Page 1 of 1
non-responsive user login script
Posted: Mon Jun 11, 2007 6:08 pm
by suthie
I have been working on a user login system for the past couple days, and my login script was working, but suddenly it is not and i can't find the problem. does anyone see any obvious errors?
Code: Select all
<?php
ob_start();
include 'error.php';
include 'dbconnect_silent.php';
$username = $_POST["username"];
$password = $_POST["password"];
$result = MYSQL_QUERY("SELECT * from userdata WHERE username='$username'and password='$password'")
or die ("Name and password not found or not matched");
$worked = mysql_fetch_array($result);
$username = $worked[username];
$password = $worked[password];
$email = $worked[email];
if($worked){
echo "login successful. now redirecting $user ... please wait";
session_start();
$_SESSION['user'] = $username;
$_SESSION['areyouin'] = true;
header( 'Location: http://penguinflash.justfree.com/home.php');
}
else{
error('No match found. Password is incorrect or user does not exist.\\n'.
'Please try again.')
}
ob_flush();
?>
it is literally a blank screen when i run this
Posted: Mon Jun 11, 2007 6:12 pm
by TreyAU21
Throw an array print function call after the mysql_fetch_array() call and see if you get anything.
Posted: Mon Jun 11, 2007 6:14 pm
by suthie
it is still a blank screen...
Posted: Mon Jun 11, 2007 6:21 pm
by Benjamin
For starters, turn on error reporting so you can at least see the errors in your code.

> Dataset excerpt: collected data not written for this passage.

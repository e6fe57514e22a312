mod chart;
mod color;
mod config;
mod data;
mod state;
mod ui;

use anyhow::Result;
use clap::Parser;

use config::ServerConfig;
use ui::server::AppState;

#[tokio::main]
async fn main() -> Result<()> {
    env_logger::Builder::from_env(env_logger::Env::default().default_filter_or("info")).init();
    let config = ServerConfig::parse();

    // A bad data file stops startup here.
    let dataset = data::loader::load_file(&config.data)?;

    ui::server::serve(config.bind_addr(), AppState::new(dataset)).await
}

error is probably an undefined function which would cause a fatal error and in the following code, the syntax is invalid..
Code: Select all
$username = $worked[username];
$password = $worked[password];
$email = $worked[email];
Posted: Mon Jun 11, 2007 6:28 pm
by bdlang
suthie wrote:I have been working on a user login system for the past couple days, and my login script was working, but suddenly it is not and i can't find the problem.

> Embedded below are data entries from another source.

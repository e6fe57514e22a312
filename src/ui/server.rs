//! HTTP surface of the dashboard.
//!
//! The page owns the current selection and posts every control change to
//! `/api/update`; the server keeps nothing but the immutable dataset.

use std::net::SocketAddr;
use std::sync::Arc;

use anyhow::{Context, Result};
use axum::{
    Json, Router,
    extract::{Query, State, rejection::JsonRejection},
    http::StatusCode,
    response::{Html, IntoResponse, Response},
    routing::{get, post},
};
use serde::{Deserialize, Serialize};
use thiserror::Error;
use tower_http::cors::CorsLayer;

use super::layout::Layout;
use super::page::INDEX_HTML;
use crate::color::ColorMap;
use crate::data::model::{Dataset, FilterSelection, PayloadRange, RangeError, SiteSelection};
use crate::state::{Dashboard, DashboardFigures, FilterChange};

// ---------------------------------------------------------------------------
// Shared state
// ---------------------------------------------------------------------------

/// Read-only state handed to every handler.
#[derive(Clone)]
pub struct AppState {
    pub dataset: Arc<Dataset>,
    pub colors: Arc<ColorMap>,
    pub layout: Arc<Layout>,
}

impl AppState {
    pub fn new(dataset: Dataset) -> Self {
        let colors = ColorMap::new(&dataset.booster_categories);
        let layout = Layout::for_dataset(&dataset);
        Self {
            dataset: Arc::new(dataset),
            colors: Arc::new(colors),
            layout: Arc::new(layout),
        }
    }
}

// ---------------------------------------------------------------------------
// Errors
// ---------------------------------------------------------------------------

#[derive(Debug, Error)]
pub enum ApiError {
    #[error("invalid payload range: {0}")]
    Range(#[from] RangeError),
    #[error("query parameter '{param}' is not a number: '{value}'")]
    NotANumber { param: &'static str, value: String },
    #[error("{}", .0.body_text())]
    Body(#[from] JsonRejection),
}

#[derive(Debug, Serialize, Deserialize)]
pub struct ErrorBody {
    pub code: String,
    pub message: String,
}

impl IntoResponse for ApiError {
    fn into_response(self) -> Response {
        log::warn!("rejecting request: {self}");
        let (status, code) = match &self {
            ApiError::Range(_) => (StatusCode::BAD_REQUEST, "INVALID_RANGE"),
            ApiError::NotANumber { .. } => (StatusCode::BAD_REQUEST, "NOT_A_NUMBER"),
            ApiError::Body(rejection) => (rejection.status(), "INVALID_BODY"),
        };
        let body = ErrorBody {
            code: code.to_string(),
            message: self.to_string(),
        };
        (status, Json(body)).into_response()
    }
}

// ---------------------------------------------------------------------------
// Handlers
// ---------------------------------------------------------------------------

async fn index_handler() -> Html<&'static str> {
    Html(INDEX_HTML)
}

async fn health_handler(State(state): State<AppState>) -> Json<serde_json::Value> {
    Json(serde_json::json!({ "status": "ok", "launches": state.dataset.len() }))
}

async fn layout_handler(State(state): State<AppState>) -> Json<Layout> {
    Json(state.layout.as_ref().clone())
}

/// Raw query strings so malformed numbers get a JSON error body.
#[derive(Debug, Default, Deserialize)]
pub struct FiguresQuery {
    site: Option<String>,
    low: Option<String>,
    high: Option<String>,
}

fn parse_bound(param: &'static str, raw: Option<&str>, fallback: f64) -> Result<f64, ApiError> {
    match raw {
        None => Ok(fallback),
        Some(value) => value.trim().parse().map_err(|_| ApiError::NotANumber {
            param,
            value: value.to_string(),
        }),
    }
}

impl FiguresQuery {
    /// Missing parameters fall back to the initial selection.
    fn into_selection(self, initial: &FilterSelection) -> Result<FilterSelection, ApiError> {
        let low = parse_bound("low", self.low.as_deref(), initial.payload_range.low)?;
        let high = parse_bound("high", self.high.as_deref(), initial.payload_range.high)?;
        Ok(FilterSelection {
            site: self
                .site
                .as_deref()
                .map(SiteSelection::parse)
                .unwrap_or_else(|| initial.site.clone()),
            payload_range: PayloadRange::new(low, high)?,
        })
    }
}

async fn figures_handler(
    State(state): State<AppState>,
    Query(query): Query<FiguresQuery>,
) -> Result<Json<DashboardFigures>, ApiError> {
    let selection = query.into_selection(&state.layout.initial)?;
    let mut dashboard =
        Dashboard::with_selection(state.dataset.clone(), state.colors.clone(), selection);
    Ok(Json(dashboard.figures().clone()))
}

#[derive(Debug, Deserialize)]
pub struct UpdateRequest {
    pub selection: FilterSelection,
    pub change: FilterChange,
}

#[derive(Debug, Serialize)]
pub struct UpdateResponse {
    pub selection: FilterSelection,
    pub figures: DashboardFigures,
}

fn checked(range: PayloadRange) -> Result<PayloadRange, RangeError> {
    PayloadRange::new(range.low, range.high)
}

/// One control changed on the page: re-run the binding from the page's
/// current selection.
async fn update_handler(
    State(state): State<AppState>,
    body: Result<Json<UpdateRequest>, JsonRejection>,
) -> Result<Json<UpdateResponse>, ApiError> {
    let Json(request) = body?;
    let mut selection = request.selection;
    selection.payload_range = checked(selection.payload_range)?;
    let change = match request.change {
        FilterChange::PayloadRange(range) => FilterChange::PayloadRange(checked(range)?),
        site @ FilterChange::Site(_) => site,
    };

    let mut dashboard =
        Dashboard::with_selection(state.dataset.clone(), state.colors.clone(), selection);
    let figures = dashboard.apply(change).clone();
    Ok(Json(UpdateResponse {
        selection: dashboard.selection().clone(),
        figures,
    }))
}

// ---------------------------------------------------------------------------
// Router & server
// ---------------------------------------------------------------------------

pub fn create_router(state: AppState) -> Router {
    Router::new()
        .route("/", get(index_handler))
        .route("/health", get(health_handler))
        .route("/api/layout", get(layout_handler))
        .route("/api/figures", get(figures_handler))
        .route("/api/update", post(update_handler))
        .layer(CorsLayer::permissive())
        .with_state(state)
}

/// Bind and serve until Ctrl+C.
pub async fn serve(addr: SocketAddr, state: AppState) -> Result<()> {
    let listener = tokio::net::TcpListener::bind(addr)
        .await
        .with_context(|| format!("binding {addr}"))?;
    log::info!("Dashboard running at http://{addr} (Ctrl+C to stop)");

    axum::serve(listener, create_router(state))
        .with_graceful_shutdown(async {
            if let Err(err) = tokio::signal::ctrl_c().await {
                log::error!("failed to listen for Ctrl+C: {err}");
            }
        })
        .await
        .context("serving dashboard")?;

    log::info!("Dashboard stopped");
    Ok(())
}

#[cfg(test)]
mod tests {
    use super::*;
    use crate::data::model::fixtures::three_launches;
    use axum::body::Body;
    use axum::http::{Request, header};
    use http_body_util::BodyExt;
    use serde_json::{Value, json};
    use tower::ServiceExt;

    fn app() -> Router {
        create_router(AppState::new(three_launches()))
    }

    async fn send(request: Request<Body>) -> (StatusCode, Value) {
        let response = app().oneshot(request).await.unwrap();
        let status = response.status();
        let bytes = response.into_body().collect().await.unwrap().to_bytes();
        (status, serde_json::from_slice(&bytes).unwrap())
    }

    async fn get_json(uri: &str) -> (StatusCode, Value) {
        send(Request::builder().uri(uri).body(Body::empty()).unwrap()).await
    }

    async fn post_json(uri: &str, body: Value) -> (StatusCode, Value) {
        send(
            Request::builder()
                .method("POST")
                .uri(uri)
                .header(header::CONTENT_TYPE, "application/json")
                .body(Body::from(body.to_string()))
                .unwrap(),
        )
        .await
    }

    fn scatter_masses(chart: &Value) -> Vec<f64> {
        let mut masses: Vec<f64> = chart["series"]
            .as_array()
            .unwrap()
            .iter()
            .flat_map(|s| s["points"].as_array().unwrap().iter())
            .map(|p| p["x"].as_f64().unwrap())
            .collect();
        masses.sort_by(f64::total_cmp);
        masses
    }

    #[tokio::test]
    async fn index_serves_page() {
        let response = app()
            .oneshot(Request::builder().uri("/").body(Body::empty()).unwrap())
            .await
            .unwrap();
        assert_eq!(response.status(), StatusCode::OK);
        let bytes = response.into_body().collect().await.unwrap().to_bytes();
        let html = String::from_utf8(bytes.to_vec()).unwrap();
        assert!(html.contains("SpaceX Launch Records Dashboard"));
    }

    #[tokio::test]
    async fn health_reports_launch_count() {
        let (status, body) = get_json("/health").await;
        assert_eq!(status, StatusCode::OK);
        assert_eq!(body["launches"], 3);
    }

    #[tokio::test]
    async fn layout_lists_sites_and_initial_range() {
        let (status, body) = get_json("/api/layout").await;
        assert_eq!(status, StatusCode::OK);
        assert_eq!(body["site_dropdown"]["options"][1]["value"], "A");
        assert_eq!(body["initial"]["site"], "ALL");
        assert_eq!(body["initial"]["payload_range"], json!({"low": 500.0, "high": 9000.0}));
        assert_eq!(body["payload_slider"]["max"], 10000.0);
    }

    #[tokio::test]
    async fn figures_default_to_initial_selection() {
        let (status, body) = get_json("/api/figures").await;
        assert_eq!(status, StatusCode::OK);
        assert_eq!(body["proportion"]["title"], "Total Successful Launches by Site");
        assert_eq!(scatter_masses(&body["scatter"]), vec![500.0, 3000.0, 9000.0]);
    }

    #[tokio::test]
    async fn figures_apply_query_selection() {
        let (status, body) = get_json("/api/figures?site=ALL&low=0&high=5000").await;
        assert_eq!(status, StatusCode::OK);
        assert_eq!(scatter_masses(&body["scatter"]), vec![500.0, 3000.0]);
    }

    #[tokio::test]
    async fn unknown_site_renders_empty_charts() {
        let (status, body) = get_json("/api/figures?site=Boca%20Chica").await;
        assert_eq!(status, StatusCode::OK);
        assert_eq!(body["proportion"]["sectors"], json!([]));
        assert!(body["proportion"]["placeholder"].is_string());
        assert_eq!(body["scatter"]["series"], json!([]));
    }

    #[tokio::test]
    async fn inverted_range_is_bad_request() {
        let (status, body) = get_json("/api/figures?low=5000&high=10").await;
        assert_eq!(status, StatusCode::BAD_REQUEST);
        assert_eq!(body["code"], "INVALID_RANGE");
    }

    #[tokio::test]
    async fn non_numeric_bound_is_bad_request() {
        let (status, body) = get_json("/api/figures?low=lots").await;
        assert_eq!(status, StatusCode::BAD_REQUEST);
        assert_eq!(body["code"], "NOT_A_NUMBER");
    }

    #[tokio::test]
    async fn update_applies_site_change() {
        let (status, body) = post_json(
            "/api/update",
            json!({
                "selection": {"site": "ALL", "payload_range": {"low": 0, "high": 10000}},
                "change": {"site": "A"}
            }),
        )
        .await;
        assert_eq!(status, StatusCode::OK);
        assert_eq!(body["selection"]["site"], "A");
        assert_eq!(
            body["figures"]["proportion"]["title"],
            "Success vs Failure for site A"
        );
        let labels: Vec<&str> = body["figures"]["proportion"]["sectors"]
            .as_array()
            .unwrap()
            .iter()
            .map(|s| s["label"].as_str().unwrap())
            .collect();
        assert_eq!(labels, vec!["Success", "Failure"]);
    }

    #[tokio::test]
    async fn update_applies_range_change() {
        let (status, body) = post_json(
            "/api/update",
            json!({
                "selection": {"site": "A", "payload_range": {"low": 0, "high": 10000}},
                "change": {"payload_range": {"low": 1000, "high": 10000}}
            }),
        )
        .await;
        assert_eq!(status, StatusCode::OK);
        assert_eq!(body["selection"]["site"], "A");
        assert_eq!(scatter_masses(&body["figures"]["scatter"]), vec![9000.0]);
    }

    #[tokio::test]
    async fn update_rejects_inverted_range() {
        let (status, body) = post_json(
            "/api/update",
            json!({
                "selection": {"site": "ALL", "payload_range": {"low": 0, "high": 10000}},
                "change": {"payload_range": {"low": 9000, "high": 1000}}
            }),
        )
        .await;
        assert_eq!(status, StatusCode::BAD_REQUEST);
        assert_eq!(body["code"], "INVALID_RANGE");
    }

    #[tokio::test]
    async fn update_with_incomplete_selection_returns_json_error() {
        let (status, body) = post_json(
            "/api/update",
            json!({
                "selection": {"site": "ALL"},
                "change": {"site": "A"}
            }),
        )
        .await;
        assert_eq!(status, StatusCode::UNPROCESSABLE_ENTITY);
        assert_eq!(body["code"], "INVALID_BODY");
        assert!(body["message"].as_str().unwrap().contains("payload_range"));
    }

    #[tokio::test]
    async fn update_with_unparsable_body_returns_json_error() {
        let (status, body) = post_json("/api/update", json!("not an update")).await;
        assert!(status.is_client_error());
        assert_eq!(body["code"], "INVALID_BODY");
    }
}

A description of the problem would be nice (I do see in your followup post that you mention a 'blank screen'). What does "not working" mean. What changed from the last time it worked until now?
General observations:
- session_start() should be the first line in the script.
- You should call ob_end_flush() immediately after the call to header().
- You don't bother to escape your POST data.
- Unless it's a typo or just looks odd, your SQL statement has 'username'and shoved together.
- Your logic as to whether or not the SQL statement worked is a bit flawed. You should use ( mysql_num_rows() == 1 ) to verify that the user validation is correct and exactly 1 user record was returned.
You may have display_errors turned off, try changing your script to display all errors, e.g.
Code: Select all
<?php
error_reporting(E_ALL);
ini_set('display_errors',1);
session_start();
ob_start();
include('error.php');
...
Posted: Mon Jun 11, 2007 6:29 pm
by suthie
error is defined in the included file errors.php
what is wrong with the syntax?
i turned error reporting on and i am still getting a blank screen
Posted: Mon Jun 11, 2007 6:35 pm
by Benjamin
errors.php or error.php?
Your associative array index keys need to be encapsulated in single or double quotes.
Posted: Mon Jun 11, 2007 6:47 pm
by suthie
my bad typo
it is in error.php
found the problem: I was missing one semicolon late in the script. this script works:
Code: Select all
<?php
error_reporting(E_ALL);
ini_set('display_errors',1);
ob_start();
include 'error.php';
include 'dbconnect_silent.php';
$username = $_POST["username"];
$password = $_POST["password"];
$result = MYSQL_QUERY("SELECT * from userdata WHERE username='$username'and password='$password'")
or die ("Name and password not found or not matched");
$worked = mysql_fetch_array($result);
$username = $worked['username'];
$password = $worked['password'];
$email = $worked['email'];
if($worked){
echo "login successful. now redirecting $user ... please wait";
session_start();
$_SESSION['user'] = $username;
$_SESSION['areyouin'] = true;
header( 'Location: http://penguinflash.justfree.com/home.php');
}
else{
error('No match found. Password is incorrect or user does not exist.\\n'.
'Please try again.');
}
ob_flush();
?>
Posted: Mon Jun 11, 2007 6:53 pm
by Benjamin
MYSQL_QUERY should be mysql_query() even though it might work the other way.
As bdlang said, session_start() should be the first line in the script. (Actually second, <?php should be on line 1 )
I don't see any fatal or parse errors in the code you posted, so you may have a problem in one of the files you are including.
Why not install PHP/Apache and MySQL on your own PC so you can debug it? Evidently display_errors is turned off in the php.ini file.
How do you plan on debugging code that way?